Dataset entries
§ §
use crossterm::{
    cursor::{Hide, MoveTo, Show},
    event::{self, Event, KeyCode},
    execute,
    style::Print,
    terminal::{self, Clear, ClearType},
};
use std::io::{self, stdout, Write};
use std::time::{Duration, Instant};

use crate::engine::{Command, Engine, Phase, Snapshot, TICK_INTERVAL};
use crate::grid::{Direction, Point, GRID_SIZE};
use crate::storage::HighScoreStore;

const INPUT_POLL: Duration = Duration::from_millis(50);

/// Runs the game in the current terminal until the player quits.
pub fn run<S: HighScoreStore>(engine: &mut Engine<S>) -> io::Result<()> {
    terminal::enable_raw_mode()?;
    execute!(stdout(), Hide)?;

    let result = event_loop(engine);

    terminal::disable_raw_mode()?;
    execute!(stdout(), Show)?;
    result
}

fn event_loop<S: HighScoreStore>(engine: &mut Engine<S>) -> io::Result<()> {
    let mut last_tick = Instant::now();
    draw(&engine.snapshot())?;

    loop {
        if event::poll(INPUT_POLL)? {
            if let Event::Key(key) = event::read()? {
                if matches!(key.code, KeyCode::Char('q') | KeyCode::Esc) {
                    break;
                }
                if let Some(command) = map_key(key.code) {
                    let was_running = engine.phase() == Phase::Running;
                    engine.handle(command);
                    // Entering Running re-arms the tick clock.
                    if !was_running && engine.phase() == Phase::Running {
                        last_tick = Instant::now();
                    }
                    draw(&engine.snapshot())?;
                }
            }
        }

        if engine.phase() == Phase::Running && last_tick.elapsed() >= TICK_INTERVAL {
            engine.tick();
            last_tick = Instant::now();
            draw(&engine.snapshot())?;
        }
    }

    Ok(())
}

fn map_key(code: KeyCode) -> Option<Command> {
    match code {
        KeyCode::Up | KeyCode::Char('w') => Some(Command::Direction(Direction::Up)),
        KeyCode::Down | KeyCode::Char('s') => Some(Command::Direction(Direction::Down)),
        KeyCode::Left | KeyCode::Char('a') => Some(Command::Direction(Direction::Left)),
        KeyCode::Right | KeyCode::Char('d') => Some(Command::Direction(Direction::Right)),
        KeyCode::Char(' ') => Some(Command::TogglePause),
        KeyCode::Char('r') => Some(Command::Restart),
        _ => None,
    }
}

fn draw(snap: &Snapshot<'_>) -> io::Result<()> {
    let mut stdout = stdout();
    let size = GRID_SIZE as u16;
    execute!(stdout, Clear(ClearType::All), MoveTo(0, 0))?;

    // Border surrounds the board; every grid cell is playable.
    for x in 0..size + 2 {
        execute!(stdout, MoveTo(x, 0), Print("#"))?;
        execute!(stdout, MoveTo(x, size + 1), Print("#"))?;
    }

    for y in 0..size {
        execute!(stdout, MoveTo(0, y + 1), Print("#"))?;
        for x in 0..size {
            let cell = Point::new(i32::from(x), i32::from(y));
            let glyph = if snap.snake.back() == Some(&cell) {
                'O'
            } else if snap.snake.contains(&cell) {
                'o'
            } else if snap.food == Some(cell) {
                '*'
            } else {
                ' '
            };
            execute!(stdout, MoveTo(x + 1, y + 1), Print(glyph))?;
        }
        execute!(stdout, MoveTo(size + 1, y + 1), Print("#"))?;
    }

    execute!(
        stdout,
        MoveTo(0, size + 2),
        Print(format!(
            "Score: {}    High Score: {}",
            snap.score, snap.high_score
        ))
    )?;

    let status = match snap.phase {
        Phase::Idle => "Press an arrow key or space to start.",
        Phase::Running => "Avoid the walls and your own body!",
        Phase::Paused => "Paused. Space resumes.",
        Phase::Ended => "Game over! Press 'r' to play again.",
    };
    execute!(stdout, MoveTo(0, size + 3), Print(status))?;
    execute!(
        stdout,
        MoveTo(0, size + 4),
        Print("Arrows/WASD to steer, space to pause, 'r' to restart, 'q' to quit")
    )?;

    stdout.flush()?;
    Ok(())
}
use log::info;
use std::fs;
use std::io;
use std::path::PathBuf;

/// Where the best score across sessions lives. Failures on either side are
/// non-fatal: the in-memory value stays authoritative for the session.
pub trait HighScoreStore {
    fn load(&mut self) -> u32;
    fn save(&mut self, value: u32) -> io::Result<()>;
}

/// Single-integer dotfile next to where the game is run.
pub struct HighScoreFile {
    path: PathBuf,
}

impl HighScoreFile {
    pub const DEFAULT_PATH: &'static str = ".gridsnake_high_score";

    pub fn new(path: impl Into<PathBuf>) -> Self {
        HighScoreFile { path: path.into() }
    }
}

impl Default for HighScoreFile {
    fn default() -> Self {
        HighScoreFile::new(Self::DEFAULT_PATH)
    }
}

impl HighScoreStore for HighScoreFile {
    fn load(&mut self) -> u32 {
        match fs::read_to_string(&self.path) {
            // A garbled file counts as no high score at all.
            Ok(contents) => contents.trim().parse().unwrap_or(0),
            Err(err) => {
                info!("no saved high score ({err}), starting from 0");
                0
            }
        }
    }

    fn save(&mut self, value: u32) -> io::Result<()> {
        fs::write(&self.path, value.to_string())
    }
}

/// Store that never touches the filesystem; used by tests and useful for
/// throwaway sessions.
#[derive(Default)]
pub struct MemoryStore {
    value: u32,
}

impl MemoryStore {
    pub fn new(value: u32) -> Self {
        MemoryStore { value }
    }

    pub fn value(&self) -> u32 {
        self.value
    }
}

impl HighScoreStore for MemoryStore {
    fn load(&mut self) -> u32 {
        self.value
    }

    fn save(&mut self, value: u32) -> io::Result<()> {
        self.value = value;
        Ok(())
    }
}

/// Store whose writes always fail. Lets tests exercise the
/// persistence-failure path without a read-only filesystem.
#[cfg(test)]
pub struct BrokenStore;

#[cfg(test)]
impl HighScoreStore for BrokenStore {
    fn load(&mut self) -> u32 {
        0
    }

    fn save(&mut self, _value: u32) -> io::Result<()> {
        Err(io::Error::new(io::ErrorKind::PermissionDenied, "store is broken"))
    }
}
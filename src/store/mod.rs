//! Row stores
//!
//! A source is an opaque, row-oriented collection exposing two operations:
//! read all rows, and update the first row matching a condition. The remote
//! storage API ([`HttpStore`]) and local JSON snapshots ([`DirStore`]) both
//! implement [`RowStore`].

pub mod dir;
pub mod http;

pub use dir::DirStore;
pub use http::HttpStore;

use indexmap::IndexMap;
use serde::Serialize;

use crate::error::StoreError;
use crate::models::RawRow;

/// Conditional single-row update, serialized as the request body
/// `{"condition": {...}, "set": {...}}`
#[derive(Debug, Clone, PartialEq, Eq, Serialize)]
pub struct RowUpdate {
    pub condition: IndexMap<String, String>,
    pub set: IndexMap<String, String>,
}

impl RowUpdate {
    /// Set `column` to `value` on the first row where `key_column == key_value`
    pub fn single(key_column: &str, key_value: &str, column: &str, value: &str) -> Self {
        let mut condition = IndexMap::new();
        condition.insert(key_column.to_string(), key_value.to_string());
        let mut set = IndexMap::new();
        set.insert(column.to_string(), value.to_string());
        Self { condition, set }
    }
}

pub trait RowStore {
    /// Read every row of `sheet`, in storage order
    fn fetch_rows(&self, sheet: &str) -> Result<Vec<RawRow>, StoreError>;

    /// Apply `update` to the first matching row of `sheet`
    fn update_rows(&self, sheet: &str, update: &RowUpdate) -> Result<(), StoreError>;
}

#[cfg(test)]
mod tests {
    use super::*;

    #[test]
    fn test_update_body_shape() {
        let update = RowUpdate::single("DESCRIPTION", "Fix login bug", "AVANCEMENT", "FAIT");
        let body = serde_json::to_value(&update).unwrap();
        assert_eq!(
            body,
            serde_json::json!({
                "condition": {"DESCRIPTION": "Fix login bug"},
                "set": {"AVANCEMENT": "FAIT"}
            })
        );
    }
}
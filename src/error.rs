//! Error taxonomy for loading, filtering and updating a source

use thiserror::Error;

/// Failure reported by a row store
#[derive(Debug, Error)]
pub enum StoreError {
    #[error("HTTP {status} - source \"{sheet}\" not found or empty")]
    NotFound { sheet: String, status: u16 },
    #[error("update rejected (HTTP {status})")]
    Rejected { status: u16 },
    #[error("request failed: {0}")]
    Transport(String),
    #[error("invalid response: {0}")]
    Decode(String),
    #[error("I/O error: {0}")]
    Io(#[from] std::io::Error),
}

/// Dashboard-level errors, each recovered at the command that triggered it
#[derive(Debug, Error)]
pub enum DashError {
    #[error("no data in source \"{sheet}\"")]
    EmptySource { sheet: String },
    #[error("source \"{sheet}\" not found (HTTP {status}); check that the tab exists in the sheet")]
    SourceNotFound { sheet: String, status: u16 },
    #[error("source list unavailable: {0}")]
    ConfigUnavailable(String),
    #[error("no status column detected in this source")]
    NoStatusColumn,
    #[error("no description column detected; rows cannot be identified for update")]
    NoIdentityColumn,
    /// `row` is the 1-based row number as displayed
    #[error("row {row} is out of range (showing {len} rows)")]
    RowOutOfRange { row: usize, len: usize },
    /// `number` is a task number from the `#` column
    #[error("task #{number} is out of range ({count} tasks shown)")]
    TaskOutOfRange { number: usize, count: usize },
    #[error("row {row} is a section heading, not a task")]
    NotATask { row: usize },
    #[error("synchronisation failed for \"{description}\": {reason}")]
    MutationFailed { description: String, reason: String },
    #[error("no source selected")]
    NoSourceSelected,
    #[error(transparent)]
    Store(StoreError),
}

impl DashError {
    /// Map a read failure for `sheet` into the dashboard taxonomy
    pub fn from_read(sheet: &str, err: StoreError) -> Self {
        match err {
            StoreError::NotFound { status, .. } => DashError::SourceNotFound {
                sheet: sheet.to_string(),
                status,
            },
            other => DashError::Store(other),
        }
    }
}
§ §
■ **Task statement**
Return the entries exactly through the "pub fn run<S: HighScoreStore>(engine: &mut" line.

■ **Exercise response**
use crossterm::{
    cursor::{Hide, MoveTo, Show},
    event::{self, Event, KeyCode},
    execute,
    style::Print,
    terminal::{self, Clear, ClearType},
};
use std::io::{self, stdout, Write};
use std::time::{Duration, Instant};

use crate::engine::{Command, Engine, Phase, Snapshot, TICK_INTERVAL};
use crate::grid::{Direction, Point, GRID_SIZE};
use crate::storage::HighScoreStore;

const INPUT_POLL: Duration = Duration::from_millis(50);

/// Runs the game in the current terminal until the player quits.
pub fn run<S: HighScoreStore>(engine: &mut Engine<S>) -> io::Result<()> {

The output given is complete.